# WHAT YOU SHOULD DO:
Exactly retype the lines of the material from its first line to the line with "use crate::types::DeviceSelectors;", including both.

*** PROVIDED RECORDS Section Begins ***

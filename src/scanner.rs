//! Selector-driven device discovery.
//!
//! The scanner walks the host's PCI device tree and returns the addresses of
//! every network-class device matching all predicates of a
//! [`DeviceSelectors`].  Enumeration failure is fatal; a device that cannot
//! be evaluated against the selectors is skipped with a warning, preferring
//! partial discovery over total failure.

use std::fs;

use tracing::warn;

use crate::error::DpError;
use crate::sysfs::SysFs;
use crate::types::DeviceSelectors;

/// Enumerates host PCI devices against declarative selectors.
#[derive(Debug, Clone)]
pub struct DeviceScanner {
    sysfs: SysFs,
}

impl DeviceScanner {
    pub fn new(sysfs: SysFs) -> Self {
        Self { sysfs }
    }

    /// Return the sorted PCI addresses of every device matching `selectors`.
    ///
    /// A host with no matching devices yields an empty set; only an
    /// unreadable device tree is an error.
    pub fn scan(&self, selectors: &DeviceSelectors) -> Result<Vec<String>, DpError> {
        let dir = self.sysfs.pci_devices_dir();
        let entries = fs::read_dir(&dir).map_err(|e| {
            DpError::Discovery(format!("cannot read {}: {e}", dir.display()))
        })?;

        let mut matched = Vec::new();
        for entry in entries {
            let entry = entry.map_err(DpError::discovery)?;
            let addr = entry.file_name().to_string_lossy().into_owned();
            if self.matches(&addr, selectors) {
                matched.push(addr);
            }
        }
        matched.sort();
        Ok(matched)
    }

    /// Evaluate all selector predicates against one device.  Empty predicate
    /// lists are wildcards.
    fn matches(&self, addr: &str, sel: &DeviceSelectors) -> bool {
        // Only network-class PCI devices are candidates.
        if !self.sysfs.is_net_class(addr) {
            return false;
        }

        if !sel.vendors.is_empty() {
            match self.sysfs.vendor(addr) {
                Some(v) if sel.vendors.contains(&v) => {}
                _ => return false,
            }
        }

        if !sel.devices.is_empty() {
            match self.sysfs.device_id(addr) {
                Some(d) if sel.devices.contains(&d) => {}
                _ => return false,
            }
        }

        if !sel.drivers.is_empty() {
            match self.sysfs.driver_name(addr) {
                Ok(d) if sel.drivers.contains(&d) => {}
                Ok(_) => return false,
                Err(e) => {
                    warn!(addr, error = %e, "skipping device without readable driver");
                    return false;
                }
            }
        }

        if !sel.pf_names.is_empty() {
            match self.sysfs.pf_name(addr) {
                Some(pf) if sel.pf_names.contains(&pf) => {}
                _ => return false,
            }
        }

        if !sel.link_types.is_empty() {
            let link = self
                .sysfs
                .net_names(addr)
                .into_iter()
                .next()
                .and_then(|n| self.sysfs.link_type(&n));
            match link {
                Some(lt) if sel.link_types.contains(&lt) => {}
                _ => return false,
            }
        }

        if sel.is_rdma && self.sysfs.rdma_devices(addr).is_empty() {
            return false;
        }

        true
    }
}

#[cfg(test)]
mod tests {
    use super::*;
    use crate::sysfs::fake;
    use std::fs;

    fn two_vf_tree(tmp: &std::path::Path) {
        fake::add_pci_device(tmp, "0000:02:00.0", "8086", "1572", "020000");
        fake::add_net_name(tmp, "0000:02:00.0", "enp2s0f0", "1");
        fake::bind_driver(tmp, "0000:02:00.0", "i40e");

        fake::add_pci_device(tmp, "0000:02:02.0", "8086", "154c", "020000");
        fake::bind_driver(tmp, "0000:02:02.0", "vfio-pci");
        fake::link_vf_to_pf(tmp, "0000:02:02.0", "0000:02:00.0", 0);

        fake::add_pci_device(tmp, "0000:02:02.1", "8086", "154c", "020000");
        fake::bind_driver(tmp, "0000:02:02.1", "i40evf");
        fake::link_vf_to_pf(tmp, "0000:02:02.1", "0000:02:00.0", 1);
        fake::add_net_name(tmp, "0000:02:02.1", "enp2s2f1", "1");
    }

    #[test]
    fn empty_match_set_is_not_an_error() {
        let tmp = tempfile::tempdir().unwrap();
        fs::create_dir_all(tmp.path().join("sys/bus/pci/devices")).unwrap();
        let scanner = DeviceScanner::new(SysFs::new(tmp.path()));

        let sel = DeviceSelectors {
            vendors: vec!["8086".into()],
            ..Default::default()
        };
        assert!(scanner.scan(&sel).unwrap().is_empty());
    }

    #[test]
    fn unreadable_device_tree_is_fatal() {
        let tmp = tempfile::tempdir().unwrap();
        let scanner = DeviceScanner::new(SysFs::new(tmp.path()));
        let err = scanner.scan(&DeviceSelectors::default()).unwrap_err();
        assert!(matches!(err, DpError::Discovery(_)));
    }

    #[test]
    fn driver_selector() {
        let tmp = tempfile::tempdir().unwrap();
        two_vf_tree(tmp.path());
        let scanner = DeviceScanner::new(SysFs::new(tmp.path()));

        let sel = DeviceSelectors {
            drivers: vec!["vfio-pci".into()],
            ..Default::default()
        };
        assert_eq!(scanner.scan(&sel).unwrap(), vec!["0000:02:02.0"]);
    }

    #[test]
    fn vendor_and_device_selectors() {
        let tmp = tempfile::tempdir().unwrap();
        two_vf_tree(tmp.path());
        let scanner = DeviceScanner::new(SysFs::new(tmp.path()));

        let sel = DeviceSelectors {
            vendors: vec!["8086".into()],
            devices: vec!["154c".into()],
            ..Default::default()
        };
        assert_eq!(
            scanner.scan(&sel).unwrap(),
            vec!["0000:02:02.0", "0000:02:02.1"]
        );
    }

    #[test]
    fn pf_name_selector() {
        let tmp = tempfile::tempdir().unwrap();
        two_vf_tree(tmp.path());
        let scanner = DeviceScanner::new(SysFs::new(tmp.path()));

        let sel = DeviceSelectors {
            pf_names: vec!["enp2s0f0".into()],
            ..Default::default()
        };
        // Both VFs hang off enp2s0f0; the PF itself has no physfn.
        assert_eq!(
            scanner.scan(&sel).unwrap(),
            vec!["0000:02:02.0", "0000:02:02.1"]
        );
    }

    #[test]
    fn link_type_selector() {
        let tmp = tempfile::tempdir().unwrap();
        two_vf_tree(tmp.path());
        let scanner = DeviceScanner::new(SysFs::new(tmp.path()));

        let sel = DeviceSelectors {
            link_types: vec!["ether".into()],
            ..Default::default()
        };
        // Only 0000:02:02.1 and the PF expose a netdev; the PF matches too.
        assert_eq!(
            scanner.scan(&sel).unwrap(),
            vec!["0000:02:00.0", "0000:02:02.1"]
        );
    }

    #[test]
    fn rdma_selector_excludes_non_rdma() {
        let tmp = tempfile::tempdir().unwrap();
        two_vf_tree(tmp.path());
        let scanner = DeviceScanner::new(SysFs::new(tmp.path()));

        let sel = DeviceSelectors {
            is_rdma: true,
            ..Default::default()
        };
        assert!(scanner.scan(&sel).unwrap().is_empty());

        fs::create_dir_all(
            tmp.path()
                .join("sys/bus/pci/devices/0000:02:02.0/infiniband/mlx5_0"),
        )
        .unwrap();
        assert_eq!(scanner.scan(&sel).unwrap(), vec!["0000:02:02.0"]);
    }

    #[test]
    fn non_network_class_devices_ignored() {
        let tmp = tempfile::tempdir().unwrap();
        two_vf_tree(tmp.path());
        // A storage controller that would otherwise match the vendor.
        fake::add_pci_device(tmp.path(), "0000:04:00.0", "8086", "0953", "010802");
        let scanner = DeviceScanner::new(SysFs::new(tmp.path()));

        let sel = DeviceSelectors {
            vendors: vec!["8086".into()],
            ..Default::default()
        };
        assert!(!scanner.scan(&sel).unwrap().contains(&"0000:04:00.0".into()));
    }
}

*** PROVIDED RECORDS Section Ends ***

# THE COMPLETED TASK:
filename src/scanner.rs
//! Selector-driven device discovery.
//!
//! The scanner walks the host's PCI device tree and returns the addresses of
//! every network-class device matching all predicates of a
//! [`DeviceSelectors`].  Enumeration failure is fatal; a device that cannot
//! be evaluated against the selectors is skipped with a warning, preferring
//! partial discovery over total failure.

use std::fs;

use tracing::warn;

use crate::error::DpError;
use crate::sysfs::SysFs;
use crate::types::DeviceSelectors;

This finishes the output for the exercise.